**PROVIDED ENTRIES:**
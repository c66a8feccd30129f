//! HTTP client for the question service.
//!
//! # Endpoints
//! - `GET  question/generate?categoryName=..&numQuestions=..` → ids
//! - `POST question/getQuestions` (ids) → questions
//! - `POST question/getScore` (responses) → score

use std::time::Duration;

use async_trait::async_trait;
use reqwest::Client;
use serde::de::DeserializeOwned;
use url::Url;

use crate::config::QuestionServiceConfig;
use crate::provider::{ProviderError, QuestionProvider};
use crate::quiz::{QuestionId, QuestionWrapper, Response};

#[derive(Debug, Clone)]
pub struct HttpQuestionProvider {
    client: Client,
    base_url: Url,
}

impl HttpQuestionProvider {
    pub fn new(config: &QuestionServiceConfig) -> Result<Self, ProviderError> {
        let mut base = config.base_url.clone();
        if !base.ends_with('/') {
            base.push('/');
        }
        let base_url = Url::parse(&base)
            .map_err(|e| ProviderError::Config(format!("base_url '{}': {}", config.base_url, e)))?;

        let client = Client::builder()
            .connect_timeout(Duration::from_millis(config.connect_timeout_ms))
            .build()?;

        tracing::info!(base_url = %base_url, "Question service client initialized");

        Ok(Self { client, base_url })
    }

    fn endpoint(&self, path: &str) -> Result<Url, ProviderError> {
        self.base_url
            .join(path)
            .map_err(|e| ProviderError::Config(format!("endpoint '{}': {}", path, e)))
    }
}

async fn read_json<T: DeserializeOwned>(response: reqwest::Response) -> Result<T, ProviderError> {
    let status = response.status();
    let bytes = response.bytes().await?;

    if !status.is_success() {
        return Err(ProviderError::Status {
            status: status.as_u16(),
            body: String::from_utf8_lossy(&bytes).into_owned(),
        });
    }

    Ok(serde_json::from_slice(&bytes)?)
}

#[async_trait]
impl QuestionProvider for HttpQuestionProvider {
    async fn select_questions(&self, category: &str, count: u32) -> Result<Vec<QuestionId>, ProviderError> {
        let response = self
            .client
            .get(self.endpoint("question/generate")?)
            .query(&[("categoryName", category.to_string()), ("numQuestions", count.to_string())])
            .send()
            .await?;

        read_json(response).await
    }

    async fn fetch_questions(&self, ids: &[QuestionId]) -> Result<Vec<QuestionWrapper>, ProviderError> {
        let response = self
            .client
            .post(self.endpoint("question/getQuestions")?)
            .json(ids)
            .send()
            .await?;

        read_json(response).await
    }

    async fn score(&self, responses: &[Response]) -> Result<i32, ProviderError> {
        let response = self
            .client
            .post(self.endpoint("question/getScore")?)
            .json(responses)
            .send()
            .await?;

        read_json(response).await
    }
}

**TASK PROMPT:** Transcribe the records above with every character unchanged.

**SOLUTION TO THE PROBLEM:**
repository c66a8feccd30129f
//! HTTP client for the question service.
//!
//! # Endpoints
//! - `GET  question/generate?categoryName=..&numQuestions=..` → ids
//! - `POST question/getQuestions` (ids) → questions
//! - `POST question/getScore` (responses) → score

use std::time::Duration;

use async_trait::async_trait;
use reqwest::Client;
use serde::de::DeserializeOwned;
use url::Url;

use crate::config::QuestionServiceConfig;
use crate::provider::{ProviderError, QuestionProvider};
use crate::quiz::{QuestionId, QuestionWrapper, Response};

#[derive(Debug, Clone)]
pub struct HttpQuestionProvider {
    client: Client,
    base_url: Url,
}

impl HttpQuestionProvider {
    pub fn new(config: &QuestionServiceConfig) -> Result<Self, ProviderError> {
        let mut base = config.base_url.clone();
        if !base.ends_with('/') {
            base.push('/');
        }
        let base_url = Url::parse(&base)
            .map_err(|e| ProviderError::Config(format!("base_url '{}': {}", config.base_url, e)))?;

        let client = Client::builder()
            .connect_timeout(Duration::from_millis(config.connect_timeout_ms))
            .build()?;

        tracing::info!(base_url = %base_url, "Question service client initialized");

        Ok(Self { client, base_url })
    }

    fn endpoint(&self, path: &str) -> Result<Url, ProviderError> {
        self.base_url
            .join(path)
            .map_err(|e| ProviderError::Config(format!("endpoint '{}': {}", path, e)))
    }
}

async fn read_json<T: DeserializeOwned>(response: reqwest::Response) -> Result<T, ProviderError> {
    let status = response.status();
    let bytes = response.bytes().await?;

    if !status.is_success() {
        return Err(ProviderError::Status {
            status: status.as_u16(),
            body: String::from_utf8_lossy(&bytes).into_owned(),
        });
    }

    Ok(serde_json::from_slice(&bytes)?)
}

#[async_trait]
impl QuestionProvider for HttpQuestionProvider {
    async fn select_questions(&self, category: &str, count: u32) -> Result<Vec<QuestionId>, ProviderError> {
        let response = self
            .client
            .get(self.endpoint("question/generate")?)
            .query(&[("categoryName", category.to_string()), ("numQuestions", count.to_string())])
            .send()
            .await?;

        read_json(response).await
    }

    async fn fetch_questions(&self, ids: &[QuestionId]) -> Result<Vec<QuestionWrapper>, ProviderError> {
        let response = self
            .client
            .post(self.endpoint("question/getQuestions")?)
            .json(ids)
            .send()
            .await?;

        read_json(response).await
    }

    async fn score(&self, responses: &[Response]) -> Result<i32, ProviderError> {
        let response = self
            .client
            .post(self.endpoint("question/getScore")?)
            .json(responses)
            .send()
            .await?;

        read_json(response).await
    }
}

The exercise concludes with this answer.